TASK REQUIREMENTS ->
Check each line of the data below for the word "FromStr", then extract the ones that have it.

DATA FOR THE TASK ->
↓↓↓

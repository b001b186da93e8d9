//! Image similarity cost terms.
//!
//! The source image is pulled back through the transformation onto the
//! reference grid and compared voxel by voxel. The per-voxel gradient uses
//! the intensity gradient of the warped source:
//!
//! `dC/du(x) = dC/dM(x) · ∇M(x)`, with `M = S ∘ T`.

use burn::tensor::backend::Backend;
use rayon::prelude::*;
use std::str::FromStr;

use navreg_core::filter::ImagePyramid;
use navreg_core::{GridSize, Image, ScalarField, Transformation, VectorField};

use super::trait_::{CostProperty, CostTerm};
use crate::error::{RegistrationError, Result};
use crate::validation::validate_image_shapes;

/// Voxel-wise similarity measure.
#[derive(Debug, Clone, Copy, PartialEq, Eq, Default)]
pub enum SimilarityKernel {
    /// `0.5 · Σ (M - R)²`
    #[default]
    Ssd,
    /// `1 - ncc(M, R)`
    Ncc,
}

impl SimilarityKernel {
    pub fn name(&self) -> &'static str {
        match self {
            Self::Ssd => "ssd",
            Self::Ncc => "ncc",
        }
    }

    /// Cost and, if requested, `dC/dM` per voxel.
    fn measure(&self, moving: &[f32], reference: &[f32], derivative: Option<&mut [f32]>) -> f64 {
        match self {
            Self::Ssd => {
                if let Some(d) = derivative {
                    d.par_iter_mut()
                        .zip(moving.par_iter().zip(reference.par_iter()))
                        .for_each(|(d, (&m, &r))| *d = m - r);
                }
                0.5 * moving
                    .par_iter()
                    .zip(reference.par_iter())
                    .map(|(&m, &r)| {
                        let diff = (m - r) as f64;
                        diff * diff
                    })
                    .sum::<f64>()
            }
            Self::Ncc => {
                let n = moving.len().max(1) as f64;
                let mean_m = moving.par_iter().map(|&v| v as f64).sum::<f64>() / n;
                let mean_r = reference.par_iter().map(|&v| v as f64).sum::<f64>() / n;
                let (smm, srr, smr) = moving
                    .par_iter()
                    .zip(reference.par_iter())
                    .map(|(&m, &r)| {
                        let dm = m as f64 - mean_m;
                        let dr = r as f64 - mean_r;
                        (dm * dm, dr * dr, dm * dr)
                    })
                    .reduce(|| (0.0, 0.0, 0.0), |a, b| (a.0 + b.0, a.1 + b.1, a.2 + b.2));

                if smm <= f64::EPSILON || srr <= f64::EPSILON {
                    if let Some(d) = derivative {
                        d.fill(0.0);
                    }
                    return 1.0;
                }
                let norm = (smm * srr).sqrt();
                let ncc = smr / norm;
                if let Some(d) = derivative {
                    d.par_iter_mut()
                        .zip(moving.par_iter().zip(reference.par_iter()))
                        .for_each(|(d, (&m, &r))| {
                            let dncc = (r as f64 - mean_r) / norm - ncc * (m as f64 - mean_m) / smm;
                            *d = -dncc as f32;
                        });
                }
                1.0 - ncc
            }
        }
    }
}

impl FromStr for SimilarityKernel {
    type Err = RegistrationError;

    fn from_str(s: &str) -> Result<Self> {
        match s {
            "ssd" => Ok(Self::Ssd),
            "ncc" => Ok(Self::Ncc),
            other => Err(RegistrationError::descriptor(format!(
                "unknown similarity '{other}', known: [\"ssd\", \"ncc\"]"
            ))),
        }
    }
}

#[derive(Debug)]
struct Level<const D: usize> {
    size: GridSize<D>,
    source: ScalarField<D>,
    reference: ScalarField<D>,
}

/// Similarity between a warped source image and a reference image.
///
/// Both images are kept at full resolution on the burn backend; each
/// [`CostTerm::set_size`] pulls the smoothed and rescaled level to the host.
#[derive(Debug)]
pub struct ImageCost<B: Backend, const D: usize> {
    source: ImagePyramid<B, D>,
    reference: ImagePyramid<B, D>,
    kernel: SimilarityKernel,
    level: Option<Level<D>>,
}

impl<B: Backend, const D: usize> ImageCost<B, D> {
    /// Create the term. Source and reference must share the grid.
    pub fn new(
        source: Image<B, D>,
        reference: Image<B, D>,
        kernel: SimilarityKernel,
    ) -> Result<Self> {
        validate_image_shapes(&reference, &source)?;
        Ok(Self {
            source: ImagePyramid::new(source),
            reference: ImagePyramid::new(reference),
            kernel,
            level: None,
        })
    }

    pub fn kernel(&self) -> SimilarityKernel {
        self.kernel
    }

    /// Full resolution grid of the inputs.
    pub fn full_size(&self) -> GridSize<D> {
        self.reference.full_size()
    }

    /// Swap in new input images; the next [`CostTerm::reinit`] or
    /// [`CostTerm::set_size`] picks them up.
    pub fn replace_images(&mut self, source: Image<B, D>, reference: Image<B, D>) -> Result<()> {
        validate_image_shapes(&reference, &source)?;
        self.source.replace(source);
        self.reference.replace(reference);
        Ok(())
    }

    fn load(&mut self, size: GridSize<D>) {
        self.level = Some(Level {
            size,
            source: self.source.level(size).clone(),
            reference: self.reference.level(size).clone(),
        });
    }

    fn current(&self, transform: &dyn Transformation<D>) -> Result<&Level<D>> {
        let level = self.level.as_ref().ok_or_else(|| {
            RegistrationError::not_initialized(format!(
                "{} image cost evaluated before set_size",
                self.kernel.name()
            ))
        })?;
        if transform.size() != level.size {
            return Err(RegistrationError::size_mismatch(level.size, transform.size()));
        }
        Ok(level)
    }
}

impl<B: Backend, const D: usize> CostTerm<D> for ImageCost<B, D> {
    fn name(&self) -> &str {
        self.kernel.name()
    }

    fn set_size(&mut self, size: GridSize<D>) -> Result<()> {
        if self.level.as_ref().map(|l| l.size) != Some(size) {
            self.load(size);
        }
        Ok(())
    }

    fn reinit(&mut self) -> Result<()> {
        self.source.clear();
        self.reference.clear();
        if let Some(size) = self.level.as_ref().map(|l| l.size) {
            self.load(size);
        }
        Ok(())
    }

    fn value(&self, transform: &dyn Transformation<D>) -> Result<f64> {
        let level = self.current(transform)?;
        let warped = transform.warp(&level.source);
        Ok(self.kernel.measure(warped.as_slice(), level.reference.as_slice(), None))
    }

    fn evaluate(
        &self,
        transform: &dyn Transformation<D>,
        gradient: &mut VectorField<D>,
    ) -> Result<f64> {
        let level = self.current(transform)?;
        if gradient.size() != level.size {
            return Err(RegistrationError::size_mismatch(level.size, gradient.size()));
        }
        let warped = transform.warp(&level.source);
        let mut derivative = vec![0.0f32; level.size.len()];
        let value = self.kernel.measure(
            warped.as_slice(),
            level.reference.as_slice(),
            Some(derivative.as_mut_slice()),
        );

        let intensity_gradient = warped.gradient();
        gradient
            .as_mut_slice()
            .par_iter_mut()
            .zip(intensity_gradient.as_slice().par_iter())
            .zip(derivative.par_iter())
            .for_each(|((g, grad), &d)| *g = grad * d);
        Ok(value)
    }

    fn has(&self, property: CostProperty) -> bool {
        matches!(property, CostProperty::Gradient | CostProperty::DenseForce)
    }
}

#[cfg(test)]
mod tests {
    use super::*;
    use burn_ndarray::NdArray;
    use navreg_core::spatial::FVector;
    use navreg_core::{DisplacementFieldTransform, Spacing};

    type B = NdArray<f32>;

    fn blob(size: GridSize<2>, cx: f32) -> ScalarField<2> {
        ScalarField::from_fn(size, |[x, y]| {
            let dx = x as f32 - cx;
            let dy = y as f32 - 10.0;
            (-(dx * dx + dy * dy) / 18.0).exp()
        })
    }

    fn cost(kernel: SimilarityKernel, source_cx: f32) -> ImageCost<B, 2> {
        let device = Default::default();
        let size = GridSize::new([20, 20]);
        let source = Image::from_field(&blob(size, source_cx), Spacing::uniform(1.0), &device);
        let reference = Image::from_field(&blob(size, 10.0), Spacing::uniform(1.0), &device);
        ImageCost::new(source, reference, kernel).unwrap()
    }

    #[test]
    fn test_evaluate_before_set_size_fails() {
        let term = cost(SimilarityKernel::Ssd, 10.0);
        let t = DisplacementFieldTransform::identity(GridSize::new([20, 20]));
        assert!(matches!(term.value(&t), Err(RegistrationError::NotInitialized(_))));
    }

    #[test]
    fn test_identical_images_have_zero_ssd() {
        let mut term = cost(SimilarityKernel::Ssd, 10.0);
        let size = GridSize::new([20, 20]);
        term.set_size(size).unwrap();
        let t = DisplacementFieldTransform::identity(size);
        let mut g = VectorField::new(size);
        assert_eq!(term.evaluate(&t, &mut g).unwrap(), 0.0);
        assert_eq!(g.max_norm(), 0.0);
    }

    #[test]
    fn test_ssd_gradient_points_towards_alignment() {
        let mut term = cost(SimilarityKernel::Ssd, 12.0);
        let size = GridSize::new([20, 20]);
        term.set_size(size).unwrap();
        let t = DisplacementFieldTransform::identity(size);
        let mut g = VectorField::new(size);
        let before = term.evaluate(&t, &mut g).unwrap();
        assert!(before > 0.0);

        // The source sits 2 voxels to the right: descending moves sampling
        // positions to +x.
        let mut force = g.clone();
        force.scale(-1.0);
        assert!(force.get([10, 10])[0] > 0.0);

        let shifted = DisplacementFieldTransform::from_field(VectorField::from_fn(size, |_| {
            FVector::<2>::new(2.0, 0.0)
        }));
        assert!(term.value(&shifted).unwrap() < 1e-6 + before * 0.2);
    }

    #[test]
    fn test_ssd_gradient_matches_finite_difference() {
        let mut term = cost(SimilarityKernel::Ssd, 11.0);
        let size = GridSize::new([20, 20]);
        term.set_size(size).unwrap();
        let t = DisplacementFieldTransform::identity(size);
        let mut g = VectorField::new(size);
        term.evaluate(&t, &mut g).unwrap();

        let h = 1e-2;
        let plus = DisplacementFieldTransform::from_field(VectorField::from_fn(size, |_| {
            FVector::<2>::new(h, 0.0)
        }));
        let minus = DisplacementFieldTransform::from_field(VectorField::from_fn(size, |_| {
            FVector::<2>::new(-h, 0.0)
        }));
        let numeric = (term.value(&plus).unwrap() - term.value(&minus).unwrap()) / (2.0 * h as f64);
        let analytic: f64 = g.iter().map(|v| v[0] as f64).sum();
        assert!((numeric - analytic).abs() < 0.05 * analytic.abs().max(1e-3));
    }

    #[test]
    fn test_ncc_is_zero_for_scaled_copy() {
        let device = Default::default();
        let size = GridSize::new([20, 20]);
        let reference = blob(size, 10.0);
        let scaled = ScalarField::from_fn(size, |c| 3.0 * reference.get(c) + 1.0);
        let mut term = ImageCost::<B, 2>::new(
            Image::from_field(&scaled, Spacing::uniform(1.0), &device),
            Image::from_field(&reference, Spacing::uniform(1.0), &device),
            SimilarityKernel::Ncc,
        )
        .unwrap();
        term.set_size(size).unwrap();
        let value = term.value(&DisplacementFieldTransform::identity(size)).unwrap();
        assert!(value.abs() < 1e-5);
    }

    #[test]
    fn test_set_size_downscales_and_checks_transform() {
        let mut term = cost(SimilarityKernel::Ncc, 12.0);
        let coarse = GridSize::new([10, 10]);
        term.set_size(coarse).unwrap();
        assert!(term.value(&DisplacementFieldTransform::identity(coarse)).is_ok());
        let err = term
            .value(&DisplacementFieldTransform::identity(GridSize::new([20, 20])))
            .unwrap_err();
        assert!(matches!(err, RegistrationError::SizeMismatch { .. }));
        term.reinit().unwrap();
        assert!(term.value(&DisplacementFieldTransform::identity(coarse)).is_ok());
    }

    #[test]
    fn test_mismatched_inputs_are_rejected() {
        let device = Default::default();
        let a = Image::<B, 2>::from_field(
            &ScalarField::new(GridSize::new([8, 8])),
            Spacing::uniform(1.0),
            &device,
        );
        let b = Image::<B, 2>::from_field(
            &ScalarField::new(GridSize::new([8, 7])),
            Spacing::uniform(1.0),
            &device,
        );
        assert!(ImageCost::new(a, b, SimilarityKernel::Ssd).is_err());
        assert_eq!("ncc".parse::<SimilarityKernel>().unwrap(), SimilarityKernel::Ncc);
        assert!("mi".parse::<SimilarityKernel>().is_err());
    }
}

↑↑↑

RESPONSE FOR THIS EXERCISE ->
use std::str::FromStr;
impl FromStr for SimilarityKernel {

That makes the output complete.